Patients underwent lymphodepletion with fludarabine, cyclophosphamide, and alemtuzumab (n=8) or fludarabine and cyclophosphamide (n=1).
They received UCART19 at 2 dose levels—6 x 106 total cells (n=6) or 6 to 8 x 107 total cells (n=3).
Toxicity
There were 2 DLTs, 1 at each dose level. At the lower dose, the DLT was grade 4 cytokine release syndrome (CRS) associated with grade 5 neutropenic sepsis. The patient with this DLT died at day 15 post-infusion.
At the higher dose level, the DLT was grade 4 prolonged cytopenia associated with infection and pulmonary hemorrhage. This patient died at day 82 post-infusion, 19 days after undergoing allo-HSCT.
In all, 8 patients had CRS. One patient had grade 1, 6 had grade 2, and 1 had grade 4 CRS. Seven patients had complete resolution of CRS.
Two patients had neurotoxic events, both grade 1.
Three patients had prolonged cytopenia, all grade 4. This was defined as persistent neutropenia and/or thrombocytopenia beyond day 42 after UCART19 infusion, except if the patient had >5% bone marrow blasts.
Two patients had neutropenic sepsis, grade 4 and grade 5.
Three patients had cytomegalovirus infection, all grade 2. Two patients had adenovirus infection, grade 1 and grade 3.
One patient had grade 1 acute cutaneous graft-versus-host disease.
Efficacy
Six of 9 patients achieved a CR, and 5 were MRD-negative by flow cytometry or qPCR. All 5 patients proceeded to allo-HSCT.
After transplant, 2 patients were still MRD-negative at 8 months, 1 patient relapsed after 6 months, and 2 patients died while MRD-negative. The deaths were due to infection and pulmonary hemorrhage.

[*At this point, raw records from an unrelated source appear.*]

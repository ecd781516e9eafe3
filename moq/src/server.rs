use clap::Parser;
use std::path::PathBuf;
use tokio::sync::RwLock;
use tracing::{debug, info};

use http::{
    header::{HeaderName, AUTHORIZATION},
    HeaderValue, Request,
};
use hyper::{server::Server, service::service_fn};
use moq_config::prelude::ConfigContainer;
use std::{iter::once, net::SocketAddr, sync::Arc};
use tower::{make::Shared, ServiceBuilder};
use tower_http::{
    compression::CompressionLayer, propagate_header::PropagateHeaderLayer,
    sensitive_headers::SetSensitiveRequestHeadersLayer, set_header::SetResponseHeaderLayer,
    trace::TraceLayer,
};

use crate::service::MockService;

#[derive(Parser, Debug)]
pub struct ServerCommandConfig {
    #[clap(long = "config", short, env = "CONFIG_PATH")]
    /// Location of root config file
    pub config_file: PathBuf,

    #[clap(
        long = "listen",
        short,
        env = "SERVER_LISTEN",
        default_value("127.0.0.1:3000")
    )]
    pub listen_address: String,
}

impl ServerCommandConfig {
    pub async fn run_server(&self) -> Result<(), anyhow::Error> {
        let config_container = ConfigContainer::new(&self.config_file);
        let user_config = config_container.load_config()?;
        let router = crate::config::build_router(&user_config)?;
        debug!("Found {} routes", router.routes().len());

        let addr: SocketAddr = self.listen_address.parse()?;
        let mock_service = Arc::new(RwLock::new(MockService::new(router)));

        crate::watch_for_changes(&self.config_file, mock_service.clone(), user_config.revision);

        let real_service = service_fn(move |req: Request<hyper::Body>| {
            let mock_service = mock_service.clone();
            async move {
                // Clone out of the lock so a delayed response never holds up a reload.
                let service = mock_service.read().await.clone();
                service.process_request(req).await
            }
        });

        let service = ServiceBuilder::new()
            .layer(SetSensitiveRequestHeadersLayer::new(once(AUTHORIZATION)))
            // High level logging of requests and responses
            .layer(TraceLayer::new_for_http())
            .layer(CompressionLayer::new())
            .layer(SetResponseHeaderLayer::overriding(
                HeaderName::from_static("x-moq"),
                HeaderValue::from_static("true"),
            ))
            .layer(SetResponseHeaderLayer::if_not_present(
                HeaderName::from_static(moq_router::ROUTE_ID_HEADER),
                HeaderValue::from_static("null"),
            ))
            // Propagate `X-Request-Id`s from requests to responses
            .layer(PropagateHeaderLayer::new(HeaderName::from_static(
                "x-request-id",
            )))
            .service(real_service);

        info!("Starting server on {}", addr);

        Server::bind(&addr).serve(Shared::new(service)).await?;

        Ok(())
    }
}

#[cfg(test)]
fn server_config(config_file: PathBuf) -> ServerCommandConfig {
    ServerCommandConfig {
        config_file,
        listen_address: "127.0.0.1:0".to_owned(),
    }
}

#[tokio::test]
async fn test_malformed_routes_fail_startup() {
    let dir = tempfile::tempdir().unwrap();
    let root = crate::write_config(dir.path(), Some("- url: /a\n  responses: ["));

    let err = server_config(root).run_server().await.unwrap_err();
    assert!(matches!(
        err.downcast_ref::<moq_config::prelude::ConfigError>(),
        Some(moq_config::prelude::ConfigError::YamlError(_))
    ));
}

#[tokio::test]
async fn test_invalid_route_fails_startup() {
    let dir = tempfile::tempdir().unwrap();
    let root = crate::write_config(
        dir.path(),
        Some("- url: /a\n  method: GET\n  responses:\n    900: a\n"),
    );

    assert!(server_config(root).run_server().await.is_err());
}

#[tokio::test]
async fn test_missing_routes_fail_startup() {
    let dir = tempfile::tempdir().unwrap();
    let root = crate::write_config(dir.path(), None);

    let err = server_config(root).run_server().await.unwrap_err();
    assert_eq!("'routes.yml' not found.", err.to_string());
}
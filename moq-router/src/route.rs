use http::{HeaderValue, StatusCode};
use moq_config::prelude::RouteConfig;
use serde_json::Value;
use std::time::Duration;

use crate::pattern::{Binding, PathPattern};
use crate::status::ResponseTable;
use crate::template::apply_bindings;
use crate::RouteError;

/// Upper bound for the configured delay of a route, in seconds.
pub const MAX_DELAY_SECS: u64 = 10;

/// One mocked endpoint, built once from its config and never changed.
#[derive(Debug, Clone)]
pub struct RouteDefinition {
    pub id: String,
    pub(crate) id_header: HeaderValue,
    pub pattern: PathPattern,
    pub method: String,
    pub responses: ResponseTable,
    pub delay: Duration,
}

/// A body ready to be serialized, rendered for one request.
#[derive(Debug, Clone, PartialEq)]
pub struct RenderedResponse {
    pub status: StatusCode,
    pub body: Value,
}

impl RouteDefinition {
    pub fn try_from(config: &RouteConfig) -> Result<Self, RouteError> {
        Ok(Self {
            id: config.id.clone(),
            id_header: HeaderValue::from_str(&config.id)?,
            pattern: PathPattern::new(&config.url)?,
            method: config.method.clone(),
            responses: ResponseTable::try_from(&config.responses)?,
            delay: Duration::from_secs(config.delay.min(MAX_DELAY_SECS)),
        })
    }

    /// Returns the path bindings when both the method and the path match.
    pub fn matches(&self, method: &str, path: &str) -> Option<Vec<Binding>> {
        if self.method != method {
            return None;
        }

        self.pattern.captures(path)
    }

    /// Renders the body for the resolved status, substituting the bindings
    /// into a copy of the stored template.
    pub fn render(&self, requested_status: Option<u16>, bindings: &[Binding]) -> RenderedResponse {
        let selected = self.responses.select(requested_status);
        RenderedResponse {
            status: selected.status,
            body: apply_bindings(&selected.template, bindings),
        }
    }
}

#[cfg(test)]
pub(crate) fn route_config(url: &str, method: &str, responses: Value, delay: u64) -> RouteConfig {
    use moq_config::prelude::StatusKey;

    let responses = responses
        .as_object()
        .unwrap()
        .iter()
        .map(|(status, body)| (StatusKey::Text(status.clone()), body.clone()))
        .collect();
    RouteConfig {
        id: format!("{} {}", method, url),
        url: url.to_owned(),
        method: method.to_owned(),
        responses,
        delay,
    }
}

#[test]
fn test_method_must_match_exactly() {
    let route = RouteDefinition::try_from(&route_config(
        "/users",
        "GET",
        serde_json::json!({"200": "ok"}),
        0,
    ))
    .unwrap();

    assert!(route.matches("GET", "/users").is_some());
    assert!(route.matches("get", "/users").is_none());
    assert!(route.matches("POST", "/users").is_none());
}

#[test]
fn test_delay_is_clamped() {
    let config = route_config("/slow", "GET", serde_json::json!({"200": "ok"}), 15);
    let route = RouteDefinition::try_from(&config).unwrap();
    assert_eq!(Duration::from_secs(10), route.delay);

    let config = route_config("/slow", "GET", serde_json::json!({"200": "ok"}), 3);
    let route = RouteDefinition::try_from(&config).unwrap();
    assert_eq!(Duration::from_secs(3), route.delay);
}

#[test]
fn test_render_selected_status_only() {
    let config = route_config(
        "/users/:id",
        "GET",
        serde_json::json!({
            "200": {"id": ":id", "name": "demo"},
            "404": "no user :id",
        }),
        0,
    );
    let route = RouteDefinition::try_from(&config).unwrap();
    let bindings = route.matches("GET", "/users/42").unwrap();

    let rendered = route.render(None, &bindings);
    assert_eq!(StatusCode::OK, rendered.status);
    assert_eq!(serde_json::json!({"id": "42", "name": "demo"}), rendered.body);

    let rendered = route.render(Some(404), &bindings);
    assert_eq!(StatusCode::NOT_FOUND, rendered.status);
    assert_eq!(Value::from("no user 42"), rendered.body);

    let rendered = route.render(Some(418), &bindings);
    assert_eq!(StatusCode::OK, rendered.status);
}

#[test]
fn test_render_leaves_template_untouched() {
    let config = route_config(
        "/users/:id",
        "GET",
        serde_json::json!({"200": {"id": ":id"}}),
        0,
    );
    let route = RouteDefinition::try_from(&config).unwrap();

    let first = route.matches("GET", "/users/1").unwrap();
    assert_eq!(serde_json::json!({"id": "1"}), route.render(None, &first).body);

    let second = route.matches("GET", "/users/2").unwrap();
    assert_eq!(serde_json::json!({"id": "2"}), route.render(None, &second).body);

    assert_eq!(
        serde_json::json!({"id": ":id"}),
        route.responses.default_response().template
    );
}

#[test]
fn test_invalid_route() {
    let config = route_config("/empty", "GET", serde_json::json!({}), 0);
    assert!(matches!(
        RouteDefinition::try_from(&config),
        Err(RouteError::NoResponsesProvided)
    ));

    let mut config = route_config("/bad", "GET", serde_json::json!({"200": "ok"}), 0);
    config.id = "bad\nid".to_owned();
    assert!(matches!(
        RouteDefinition::try_from(&config),
        Err(RouteError::InvalidHeaderValue(_))
    ));
}
use std::sync::Arc;

use http::{header::CONTENT_TYPE, request::Parts, StatusCode};
use hyper::{ext::ReasonPhrase, Body, Request, Response};
use moq_router::{reason_phrase, server_error, RequestContext, Router};
use tracing::{debug, info, instrument, warn};

/// The route table currently being served.
#[derive(Debug, Clone)]
pub enum MockService {
    Ready(Arc<Router>),
    /// The route document went missing, every request gets a server error
    /// until it is back.
    Unavailable { routes_file: String },
}

impl MockService {
    pub fn new(router: Router) -> Self {
        MockService::Ready(Arc::new(router))
    }

    #[instrument(skip_all, fields(http.uri = %req.uri(), http.method = %req.method()))]
    pub async fn process_request(&self, req: Request<Body>) -> Result<Response<Body>, anyhow::Error> {
        Ok(with_reason_phrase(self.dispatch(req).await?))
    }

    async fn dispatch(&self, req: Request<Body>) -> Result<Response<Body>, anyhow::Error> {
        let router = match self {
            MockService::Ready(router) => router,
            MockService::Unavailable { routes_file } => {
                debug!("Route table is unavailable");
                let message = format!("'{}' not found.", routes_file);
                return Ok(server_error(&message).map(Body::from));
            }
        };

        let (parts, body) = req.into_parts();
        let body = match hyper::body::to_bytes(body).await {
            Ok(body) => body,
            Err(e) => {
                info!("Unable to extract body from HTTP request. Error: {}", e);

                return Ok(Response::builder()
                    .status(StatusCode::INTERNAL_SERVER_ERROR)
                    .header("x-moq-source", "internal")
                    .body(Body::empty())?);
            }
        };

        let mut ctx = request_context(&parts);
        if is_form(&parts) {
            ctx = ctx.with_form_body(&body);
        }

        Ok(router.respond(&ctx).await.map(Body::from))
    }
}

/// The status line carries the phrase from the reason phrase table, empty for
/// codes it does not list.
fn with_reason_phrase(mut response: Response<Body>) -> Response<Body> {
    match ReasonPhrase::try_from(reason_phrase(response.status()).as_bytes()) {
        Ok(phrase) => {
            response.extensions_mut().insert(phrase);
        }
        Err(e) => warn!("Unable to set reason phrase. Error: {:?}", e),
    }
    response
}

fn request_context(parts: &Parts) -> RequestContext {
    let target = parts
        .uri
        .path_and_query()
        .map(|x| x.as_str())
        .unwrap_or("/");
    RequestContext::new(parts.method.as_str(), target)
}

fn is_form(parts: &Parts) -> bool {
    parts
        .headers
        .get(CONTENT_TYPE)
        .and_then(|value| value.to_str().ok())
        .map(|value| value.starts_with("application/x-www-form-urlencoded"))
        .unwrap_or(false)
}

#[cfg(test)]
fn service(routes: &str) -> MockService {
    let routes = moq_config::prelude::parse_routes("routes.yml", routes).unwrap();
    let mut builder = moq_router::RouterBuilder::new();
    for route in &routes {
        builder.load_config(route);
    }
    MockService::new(builder.build().unwrap())
}

#[cfg(test)]
async fn call(service: &MockService, req: Request<Body>) -> (StatusCode, http::HeaderMap, serde_json::Value) {
    let response = service.process_request(req).await.unwrap();
    let status = response.status();
    let headers = response.headers().clone();
    let body = hyper::body::to_bytes(response.into_body()).await.unwrap();
    (status, headers, serde_json::from_slice(&body).unwrap())
}

#[cfg(test)]
fn get(uri: &str) -> Request<Body> {
    Request::builder().uri(uri).body(Body::empty()).unwrap()
}

#[cfg(test)]
const USER_ROUTES: &str = r#"
- url: /users/:id
  method: GET
  responses:
    200:
      id: ":id"
      name: demo
- url: /items
  method: GET
  responses:
    200: ok
    404: missing
"#;

#[tokio::test]
async fn test_user_lookup() {
    let service = service(USER_ROUTES);
    let (status, headers, body) = call(&service, get("/users/42")).await;

    assert_eq!(StatusCode::OK, status);
    assert_eq!(serde_json::json!({"id": 42, "name": "demo"}), body);
    assert_eq!("application/json", headers[CONTENT_TYPE].to_str().unwrap());
    assert_eq!(
        "no-cache, must-revalidate",
        headers[http::header::CACHE_CONTROL].to_str().unwrap()
    );
    assert_eq!(
        "Mon, 26 Jul 1997 05:00:00 GMT",
        headers[http::header::EXPIRES].to_str().unwrap()
    );
    assert!(headers.contains_key(moq_router::ROUTE_ID_HEADER));
}

#[tokio::test]
async fn test_segment_count_mismatch_is_not_found() {
    let service = service(USER_ROUTES);
    let (status, _, body) = call(&service, get("/users/42/extra")).await;

    assert_eq!(StatusCode::NOT_FOUND, status);
    assert_eq!(serde_json::json!("Resource not found baby."), body);
}

#[tokio::test]
async fn test_unknown_route_is_not_found() {
    let service = service(USER_ROUTES);
    let req = Request::builder()
        .method("DELETE")
        .uri("/unknown")
        .body(Body::empty())
        .unwrap();
    let (status, headers, body) = call(&service, req).await;

    assert_eq!(StatusCode::NOT_FOUND, status);
    assert_eq!(serde_json::json!("Resource not found baby."), body);
    assert!(!headers.contains_key(moq_router::ROUTE_ID_HEADER));
}

#[tokio::test]
async fn test_status_from_query() {
    let service = service(USER_ROUTES);

    let (status, _, body) = call(&service, get("/items?_status=404")).await;
    assert_eq!(StatusCode::NOT_FOUND, status);
    assert_eq!(serde_json::json!("missing"), body);

    let (status, _, body) = call(&service, get("/items?_status=503")).await;
    assert_eq!(StatusCode::OK, status);
    assert_eq!(serde_json::json!("ok"), body);
}

#[tokio::test]
async fn test_status_from_form_body() {
    let service = service(USER_ROUTES);
    let req = Request::builder()
        .uri("/items")
        .header(CONTENT_TYPE, "application/x-www-form-urlencoded")
        .body(Body::from("_status=404"))
        .unwrap();
    let (status, _, body) = call(&service, req).await;
    assert_eq!(StatusCode::NOT_FOUND, status);
    assert_eq!(serde_json::json!("missing"), body);

    // Only form bodies are read
    let req = Request::builder()
        .uri("/items")
        .header(CONTENT_TYPE, "application/json")
        .body(Body::from("_status=404"))
        .unwrap();
    let (status, _, _) = call(&service, req).await;
    assert_eq!(StatusCode::OK, status);
}

#[tokio::test]
async fn test_unavailable_routes() {
    let service = MockService::Unavailable {
        routes_file: "routes.yml".to_owned(),
    };
    let (status, _, body) = call(&service, get("/users/42")).await;

    assert_eq!(StatusCode::INTERNAL_SERVER_ERROR, status);
    assert_eq!(serde_json::json!("'routes.yml' not found."), body);
}

#[tokio::test(start_paused = true)]
async fn test_delay_does_not_block_other_requests() {
    let service = service(
        r#"
- url: /slow
  method: GET
  delay: 15
  responses:
    200: slow
- url: /fast
  method: GET
  responses:
    200: fast
"#,
    );

    let start = tokio::time::Instant::now();
    let slow_service = service.clone();
    let slow = tokio::spawn(async move { call(&slow_service, get("/slow")).await });

    let (_, _, body) = call(&service, get("/fast")).await;
    assert_eq!(serde_json::json!("fast"), body);
    assert!(start.elapsed() < std::time::Duration::from_secs(1));

    let (_, _, body) = slow.await.unwrap();
    assert_eq!(serde_json::json!("slow"), body);
    assert!(start.elapsed() >= std::time::Duration::from_secs(10));
    assert!(start.elapsed() < std::time::Duration::from_secs(11));
}

#[cfg(test)]
async fn status_line(service: MockService, target: &str) -> String {
    use tokio::io::{AsyncReadExt, AsyncWriteExt};

    let make_service = hyper::service::make_service_fn(move |_| {
        let service = service.clone();
        async move {
            Ok::<_, std::convert::Infallible>(hyper::service::service_fn(move |req| {
                let service = service.clone();
                async move { service.process_request(req).await }
            }))
        }
    });
    let server = hyper::Server::bind(&std::net::SocketAddr::from(([127, 0, 0, 1], 0))).serve(make_service);
    let addr = server.local_addr();
    tokio::spawn(server);

    let mut stream = tokio::net::TcpStream::connect(addr).await.unwrap();
    let request = format!(
        "GET {} HTTP/1.1\r\nHost: localhost\r\nConnection: close\r\n\r\n",
        target
    );
    stream.write_all(request.as_bytes()).await.unwrap();

    let mut raw = Vec::new();
    stream.read_to_end(&mut raw).await.unwrap();
    let raw = String::from_utf8(raw).unwrap();
    raw.split("\r\n").next().unwrap().to_owned()
}

#[tokio::test]
async fn test_reason_phrase_on_status_line() {
    let service = service(
        r#"
- url: /odd
  method: GET
  responses:
    299: odd
    207: multi
    201: created
"#,
    );

    assert_eq!("HTTP/1.1 299 ", status_line(service.clone(), "/odd").await);
    assert_eq!("HTTP/1.1 207 ", status_line(service.clone(), "/odd?_status=207").await);
    assert_eq!(
        "HTTP/1.1 201 Created",
        status_line(service.clone(), "/odd?_status=201").await
    );
    assert_eq!("HTTP/1.1 404 Not Found", status_line(service, "/missing").await);

    let unavailable = MockService::Unavailable {
        routes_file: "routes.yml".to_owned(),
    };
    assert_eq!(
        "HTTP/1.1 500 Internal Server Error",
        status_line(unavailable, "/odd").await
    );
}

#[tokio::test]
async fn test_reason_phrase_extension() {
    let service = service(USER_ROUTES);
    let response = service.process_request(get("/items?_status=404")).await.unwrap();

    let phrase = response.extensions().get::<ReasonPhrase>().unwrap();
    assert_eq!(b"Not Found", phrase.as_bytes());
}
use bytes::Bytes;
use http::{
    header::{CACHE_CONTROL, CONTENT_TYPE, EXPIRES},
    HeaderValue, Response, StatusCode,
};
use lazy_static::lazy_static;
use moq_config::prelude::NumericStrings;
use regex::Regex;
use serde_json::{Number, Value};
use tracing::warn;

pub const NOT_FOUND_BODY: &str = "Resource not found baby.";

lazy_static! {
    static ref NUMERIC_STRING: Regex =
        Regex::new(r"^\s*[+-]?(\d+(\.\d*)?|\.\d+)([eE][+-]?\d+)?\s*$").unwrap();
}

/// Serializes `body` as the JSON payload of a response with the no-cache
/// headers every answer carries.
pub fn json_response(status: StatusCode, body: &Value, numeric_strings: NumericStrings) -> Response<Bytes> {
    let payload = match numeric_strings {
        NumericStrings::Coerce => serde_json::to_vec(&coerce_numeric_strings(body.clone())),
        NumericStrings::Preserve => serde_json::to_vec(body),
    };
    let payload = match payload {
        Ok(payload) => payload,
        Err(e) => {
            warn!("Unable to serialize response body. Error: {}", e);
            b"null".to_vec()
        }
    };

    let mut response = Response::new(Bytes::from(payload));
    *response.status_mut() = status;

    let headers = response.headers_mut();
    headers.insert(CACHE_CONTROL, HeaderValue::from_static("no-cache, must-revalidate"));
    headers.insert(EXPIRES, HeaderValue::from_static("Mon, 26 Jul 1997 05:00:00 GMT"));
    headers.insert(CONTENT_TYPE, HeaderValue::from_static("application/json"));

    response
}

pub fn not_found() -> Response<Bytes> {
    json_response(
        StatusCode::NOT_FOUND,
        &Value::from(NOT_FOUND_BODY),
        NumericStrings::Preserve,
    )
}

pub fn server_error(body: &str) -> Response<Bytes> {
    json_response(
        StatusCode::INTERNAL_SERVER_ERROR,
        &Value::from(body),
        NumericStrings::Preserve,
    )
}

/// Rewrites every string value that reads as a number into that number.
/// Object keys stay strings.
pub fn coerce_numeric_strings(value: Value) -> Value {
    match value {
        Value::String(text) => match parse_number(&text) {
            Some(number) => Value::Number(number),
            None => Value::String(text),
        },
        Value::Array(items) => Value::Array(items.into_iter().map(coerce_numeric_strings).collect()),
        Value::Object(entries) => Value::Object(
            entries
                .into_iter()
                .map(|(key, item)| (key, coerce_numeric_strings(item)))
                .collect(),
        ),
        other => other,
    }
}

fn parse_number(text: &str) -> Option<Number> {
    if !NUMERIC_STRING.is_match(text) {
        return None;
    }

    let text = text.trim();
    if !text.contains(&['.', 'e', 'E'][..]) {
        if let Ok(integer) = text.parse::<i64>() {
            return Some(Number::from(integer));
        }
    }

    text.parse::<f64>().ok().and_then(Number::from_f64)
}

#[cfg(test)]
fn body_text(response: &Response<Bytes>) -> String {
    String::from_utf8(response.body().to_vec()).unwrap()
}

#[test]
fn test_coerce_numeric_strings() {
    let body = serde_json::json!({
        "id": "42",
        "negative": "-7",
        "padded": " 12 ",
        "ratio": "1.5",
        "exp": "1e3",
        "leading_dot": ".5",
        "huge": "123456789012345678901234567890",
        "word": "42abc",
        "empty": "",
        "hex": "0x1A",
        "list": ["1", "two"],
        "10": "ten",
    });

    let coerced = coerce_numeric_strings(body);
    assert_eq!(Value::from(42), coerced["id"]);
    assert_eq!(Value::from(-7), coerced["negative"]);
    assert_eq!(Value::from(12), coerced["padded"]);
    assert_eq!(Value::from(1.5), coerced["ratio"]);
    assert_eq!(Value::from(1000.0), coerced["exp"]);
    assert_eq!(Value::from(0.5), coerced["leading_dot"]);
    assert!(coerced["huge"].is_f64());
    assert_eq!(Value::from("42abc"), coerced["word"]);
    assert_eq!(Value::from(""), coerced["empty"]);
    assert_eq!(Value::from("0x1A"), coerced["hex"]);
    assert_eq!(serde_json::json!([1, "two"]), coerced["list"]);
    assert_eq!(Value::from("ten"), coerced["10"]);
}

#[test]
fn test_json_response_headers() {
    let response = json_response(
        StatusCode::CREATED,
        &serde_json::json!({"id": "42", "name": "demo"}),
        NumericStrings::Coerce,
    );

    assert_eq!(StatusCode::CREATED, response.status());
    assert_eq!("no-cache, must-revalidate", response.headers()[CACHE_CONTROL].to_str().unwrap());
    assert_eq!("Mon, 26 Jul 1997 05:00:00 GMT", response.headers()[EXPIRES].to_str().unwrap());
    assert_eq!("application/json", response.headers()[CONTENT_TYPE].to_str().unwrap());
    assert_eq!(r#"{"id":42,"name":"demo"}"#, body_text(&response));
}

#[test]
fn test_json_response_preserve_strings() {
    let response = json_response(
        StatusCode::OK,
        &serde_json::json!({"id": "42"}),
        NumericStrings::Preserve,
    );
    assert_eq!(r#"{"id":"42"}"#, body_text(&response));
}

#[test]
fn test_fixed_responses() {
    let response = not_found();
    assert_eq!(StatusCode::NOT_FOUND, response.status());
    assert_eq!(r#""Resource not found baby.""#, body_text(&response));

    let response = server_error("'routes.yml' not found.");
    assert_eq!(StatusCode::INTERNAL_SERVER_ERROR, response.status());
    assert_eq!(r#""'routes.yml' not found.""#, body_text(&response));
}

Two other deaths were due to a DLT (neutropenic sepsis associated with CRS) and progressive disease.
Of the 5 patients who are alive, 2 are still MRD-negative after allo-HSCT. One of these patients relapsed after the first UCART19 infusion, received a second infusion, and achieved an MRD-negative CR that enabled transplant.
The remaining 3 patients who are still alive did not undergo transplant. One of these patients relapsed after achieving MRD-positive remission, and 1 relapsed after MRD-negative remission. The third patient relapsed and received a second UCART19 infusion. This patient has yet to respond to the second infusion but has minimal follow-up.
Recruitment in this study is ongoing at the higher dose level—6 to 8 x 107 total cells.
*Data in the abstract were updated in the presentation.